El Bloqueo es mucho más de lo que se imaginan millones de personas dentro y fuera de Cuba, porque ni es un embargo, ni es simple, ni nueva disposición ratificada por el gobierno de Donald Trump. Es ley., aunque implique Terrorismo de Estado, irrespeto a la autodeterminación nacional, atentado contra la soberanía cubana y violación de la independencia de un país ubicado en Zona de Paz.
Nunca se fue la política yanqui del «Buen Vecino», por el contrario, actualiza su injerencia con nuevos ingredientes del bloqueo como estrategia criminal contra una nación pacífica como Cuba.
Data el bloqueo no desde 1821 como reiteran algunos historiadores, porque desde la Guerra de las Trece Colonias Inglesas, se dijo de la producción azucarera cubana y de lo que implicaría para la seguridad de la agricultura en el sur de los Estados Unidos. Vendría un Theodoro Roosevelt a enfocar a Cuba, tres años más tarde aparece el expansionismo de Thomas Jefferson. Entre sus postulados estuvieron las estrategias de “espera paciente” para apoderarse de Cuba
Bajo esa proyección surge la denominada Doctrina Monroe, formulada bajo la frase “América para los americanos”, pero unos meses antes de la Doctrina Monroe, Quincy Adams había redactado la política de la “fruta madura”.

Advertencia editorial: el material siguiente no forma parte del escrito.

//! Renderer configuration loaded from `vesper.toml`.
//!
//! Every field has a default, so an absent file or a partial file is valid:
//!
//! ```toml
//! [render]
//! mode = "forward"
//! ssr_enabled = false
//!
//! [water_ssr]
//! thickness = 0.75
//! ```

use std::path::{Path, PathBuf};

use serde::{Deserialize, Deserializer, Serialize};
use tracing::{debug, info};

use crate::error::{Error, Result};

/// Shading path used for opaque geometry.
#[derive(Clone, Copy, Debug, Default, PartialEq, Eq, Serialize, Deserialize)]
#[serde(rename_all = "lowercase")]
pub enum RenderMode {
    /// G-buffer followed by the full-screen lighting composite.
    #[default]
    Deferred,
    /// Geometry is shaded directly into the target after the G-buffer pass.
    Forward,
}

#[derive(Clone, Debug, PartialEq, Serialize, Deserialize)]
#[serde(default)]
pub struct WindowConfig {
    pub width: u32,
    pub height: u32,
    pub title: String,
}

impl Default for WindowConfig {
    fn default() -> Self {
        Self {
            width: 1280,
            height: 720,
            title: "Vesper".to_string(),
        }
    }
}

#[derive(Clone, Debug, PartialEq, Serialize, Deserialize)]
#[serde(default)]
pub struct RenderConfig {
    pub mode: RenderMode,
    pub ssr_enabled: bool,
    pub water_enabled: bool,
    /// Enable the Khronos validation layer when available.
    pub validation: bool,
    /// Directory holding the compiled `*.spv` blobs.
    pub shader_dir: PathBuf,
    /// Materials per descriptor pool segment.
    pub material_segment_capacity: u32,
}

impl Default for RenderConfig {
    fn default() -> Self {
        Self {
            mode: RenderMode::Deferred,
            ssr_enabled: true,
            water_enabled: true,
            validation: cfg!(debug_assertions),
            shader_dir: PathBuf::from("shaders/spirv"),
            material_segment_capacity: 32,
        }
    }
}

/// Ray-march limits for one screen-space reflection consumer.
///
/// `thickness` and `max_distance` are view-space world units.
#[derive(Clone, Copy, Debug, PartialEq, Serialize, Deserialize)]
#[serde(default)]
pub struct SsrConfig {
    pub max_distance: f32,
    pub max_steps: u32,
    pub thickness: f32,
}

impl SsrConfig {
    /// Defaults for the standalone reflection pass.
    pub const STANDALONE: Self = Self {
        max_distance: 32.0,
        max_steps: 96,
        thickness: 0.1,
    };

    /// Defaults for the ray march inlined in the water shader.
    pub const WATER: Self = Self {
        max_distance: 64.0,
        max_steps: 48,
        thickness: 0.5,
    };

    fn validate(&self, section: &str) -> Result<()> {
        if self.max_steps == 0 {
            return Err(Error::Config(format!("[{section}] max_steps must be > 0")));
        }
        if !(self.thickness > 0.0 && self.thickness.is_finite()) {
            return Err(Error::Config(format!(
                "[{section}] thickness must be positive, got {}",
                self.thickness
            )));
        }
        if !(self.max_distance > 0.0 && self.max_distance.is_finite()) {
            return Err(Error::Config(format!(
                "[{section}] max_distance must be positive, got {}",
                self.max_distance
            )));
        }
        Ok(())
    }
}

impl Default for SsrConfig {
    fn default() -> Self {
        Self::STANDALONE
    }
}

/// A partially specified `[water_ssr]` table, filled from [`SsrConfig::WATER`].
#[derive(Deserialize)]
struct PartialSsr {
    max_distance: Option<f32>,
    max_steps: Option<u32>,
    thickness: Option<f32>,
}

fn deserialize_water_ssr<'de, D>(deserializer: D) -> std::result::Result<SsrConfig, D::Error>
where
    D: Deserializer<'de>,
{
    let partial = PartialSsr::deserialize(deserializer)?;
    let base = SsrConfig::WATER;
    Ok(SsrConfig {
        max_distance: partial.max_distance.unwrap_or(base.max_distance),
        max_steps: partial.max_steps.unwrap_or(base.max_steps),
        thickness: partial.thickness.unwrap_or(base.thickness),
    })
}

#[derive(Clone, Copy, Debug, PartialEq, Serialize, Deserialize)]
#[serde(default)]
pub struct WaterConfig {
    pub wave_speed: f32,
    pub wave_strength: f32,
    pub color: [f32; 3],
    pub opacity: f32,
    pub fresnel_power: f32,
    /// Edge length of the square water grid in world units.
    pub size: f32,
    pub subdivisions: u32,
    /// World-space height of the water plane.
    pub height: f32,
}

impl Default for WaterConfig {
    fn default() -> Self {
        Self {
            wave_speed: 1.0,
            wave_strength: 0.05,
            color: [0.05, 0.25, 0.35],
            opacity: 0.85,
            fresnel_power: 5.0,
            size: 40.0,
            subdivisions: 64,
            height: -0.5,
        }
    }
}

#[derive(Clone, Copy, Debug, PartialEq, Serialize, Deserialize)]
#[serde(default)]
pub struct LightingConfig {
    pub ambient: [f32; 3],
}

impl Default for LightingConfig {
    fn default() -> Self {
        Self {
            ambient: [0.03, 0.03, 0.04],
        }
    }
}

/// Complete renderer configuration.
#[derive(Clone, Debug, PartialEq, Serialize, Deserialize)]
#[serde(default)]
pub struct RendererConfig {
    pub window: WindowConfig,
    pub render: RenderConfig,
    pub ssr: SsrConfig,
    #[serde(deserialize_with = "deserialize_water_ssr")]
    pub water_ssr: SsrConfig,
    pub water: WaterConfig,
    pub lighting: LightingConfig,
}

impl Default for RendererConfig {
    fn default() -> Self {
        Self {
            window: WindowConfig::default(),
            render: RenderConfig::default(),
            ssr: SsrConfig::STANDALONE,
            water_ssr: SsrConfig::WATER,
            water: WaterConfig::default(),
            lighting: LightingConfig::default(),
        }
    }
}

impl RendererConfig {
    /// Parse a configuration from TOML text and validate it.
    pub fn from_toml_str(text: &str) -> Result<Self> {
        let config: Self = toml::from_str(text)?;
        config.validate()?;
        Ok(config)
    }

    /// Load and validate a configuration file.
    pub fn load(path: &Path) -> Result<Self> {
        let text = std::fs::read_to_string(path)?;
        let config = Self::from_toml_str(&text)?;
        info!("Loaded renderer configuration from {:?}", path);
        Ok(config)
    }

    /// Load `path` if it exists, otherwise return the defaults.
    pub fn load_or_default(path: &Path) -> Result<Self> {
        if path.exists() {
            Self::load(path)
        } else {
            debug!("No configuration at {:?}, using defaults", path);
            Ok(Self::default())
        }
    }

    /// Reject values that would break pass construction.
    pub fn validate(&self) -> Result<()> {
        if self.render.material_segment_capacity == 0 {
            return Err(Error::Config(
                "[render] material_segment_capacity must be > 0".to_string(),
            ));
        }
        self.ssr.validate("ssr")?;
        self.water_ssr.validate("water_ssr")?;
        if self.water.subdivisions == 0 {
            return Err(Error::Config(
                "[water] subdivisions must be > 0".to_string(),
            ));
        }
        if !(0.0..=1.0).contains(&self.water.opacity) {
            return Err(Error::Config(format!(
                "[water] opacity must be within 0..=1, got {}",
                self.water.opacity
            )));
        }
        Ok(())
    }
}

#[cfg(test)]
mod tests {
    use super::*;
    use std::io::Write;

    #[test]
    fn test_defaults_are_valid() {
        let config = RendererConfig::default();
        assert!(config.validate().is_ok());
        assert_eq!(config.render.mode, RenderMode::Deferred);
    }

    #[test]
    fn test_ssr_consumers_have_independent_defaults() {
        let config = RendererConfig::default();
        assert_ne!(config.ssr, config.water_ssr);
        assert!(config.water_ssr.thickness > config.ssr.thickness);
    }

    #[test]
    fn test_partial_file_keeps_other_defaults() {
        let config = RendererConfig::from_toml_str(
            r#"
            [render]
            mode = "forward"

            [water_ssr]
            thickness = 0.75
            "#,
        )
        .unwrap();

        assert_eq!(config.render.mode, RenderMode::Forward);
        assert!(config.render.ssr_enabled);
        assert_eq!(config.water_ssr.thickness, 0.75);
        assert_eq!(config.water_ssr.max_steps, SsrConfig::WATER.max_steps);
        assert_eq!(config.ssr, SsrConfig::STANDALONE);
    }

    #[test]
    fn test_rejects_zero_steps() {
        let err = RendererConfig::from_toml_str("[ssr]\nmax_steps = 0\n").unwrap_err();
        assert!(matches!(err, Error::Config(_)));
    }

    #[test]
    fn test_rejects_zero_segment_capacity() {
        let err = RendererConfig::from_toml_str("[render]\nmaterial_segment_capacity = 0\n")
            .unwrap_err();
        assert!(matches!(err, Error::Config(_)));
    }

    #[test]
    fn test_rejects_malformed_toml() {
        let err = RendererConfig::from_toml_str("[render\nmode = ").unwrap_err();
        assert!(matches!(err, Error::Config(_)));
    }

    #[test]
    fn test_load_from_file() {
        let mut file = tempfile::NamedTempFile::new().unwrap();
        writeln!(file, "[window]\nwidth = 640\nheight = 480").unwrap();

        let config = RendererConfig::load(file.path()).unwrap();
        assert_eq!(config.window.width, 640);
        assert_eq!(config.window.height, 480);
        assert_eq!(config.window.title, "Vesper");
    }

    #[test]
    fn test_load_or_default_missing_file() {
        let dir = tempfile::tempdir().unwrap();
        let config = RendererConfig::load_or_default(&dir.path().join("missing.toml")).unwrap();
        assert_eq!(config, RendererConfig::default());
    }
}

No es casual que Martí advirtiera del norte revuelto y brutal, del fenómeno del anexionismo que luego tuvo su ex colega del Partido Revolucionario Cubano, Don Tomás Estrada Palma, el primer presidente de la República con la Enmienda Platt tras el abierto intervencionismo estadounidense que dejó claro el slogan: «América para los americanos», actualizado en el corolario de Trump 2026 y con un Departamento de Guerra que subraya que el hemisferio occidental les pertenece, pero implica un borrón geopolítico. Y en todo esto está latente como eje: el bloqueo.
El bloqueo va parejo y pertenece al archiconocido manual de guerra siempre actualizado con etapas que no son fijas como se demostró en invasiones a Irak, Libia, Afganistán, ahora en Irán, por ejemplo, donde la guerra hibrida fue primero que el bloqueo actual al estrecho de Ormuz.
Se trata de una política vieja y frustrada. Bloqueo a través de campos de concentración al estilo nazi hubo mucho antes en el siglo XIX, cuando Valeriano Weyler intentó exterminar la resistencia de Cuba, por cierto, en El Caney, estuvo una buena parte de la población santiaguera y pudo sobrevivir gracias a los mangos y a la estirpe de luchas como tradición e inherente al pueblo criollo, irredento, inclaudicable e indomable.

El Bloqueo no es nuevo, ni dócil porque se pretende asfixiar a un pueblo entero hasta la muerte, no disimula, se vale de disposiciones, memorándums, declaraciones sobre supuesta inseguridad para los Estados Unidos, decretos-leyes, medidas coercitivas, amenazas de invasión y hasta amenazas y sanciones contra el presidente, su familia, y otras personalidades e instituciones u organismos no gubernamentales.
Ya está reprobada la ineficiencia e inhumanismo del bloqueo, su violencia, carácter extraterritorial y manipulación mediática, cual política hostil sin importar cada victoria anual de Cuba en la ONU, el aumento de la solidaridad mundial y el repunte de la unidad popular y la innovación ante colosal cerco criminal.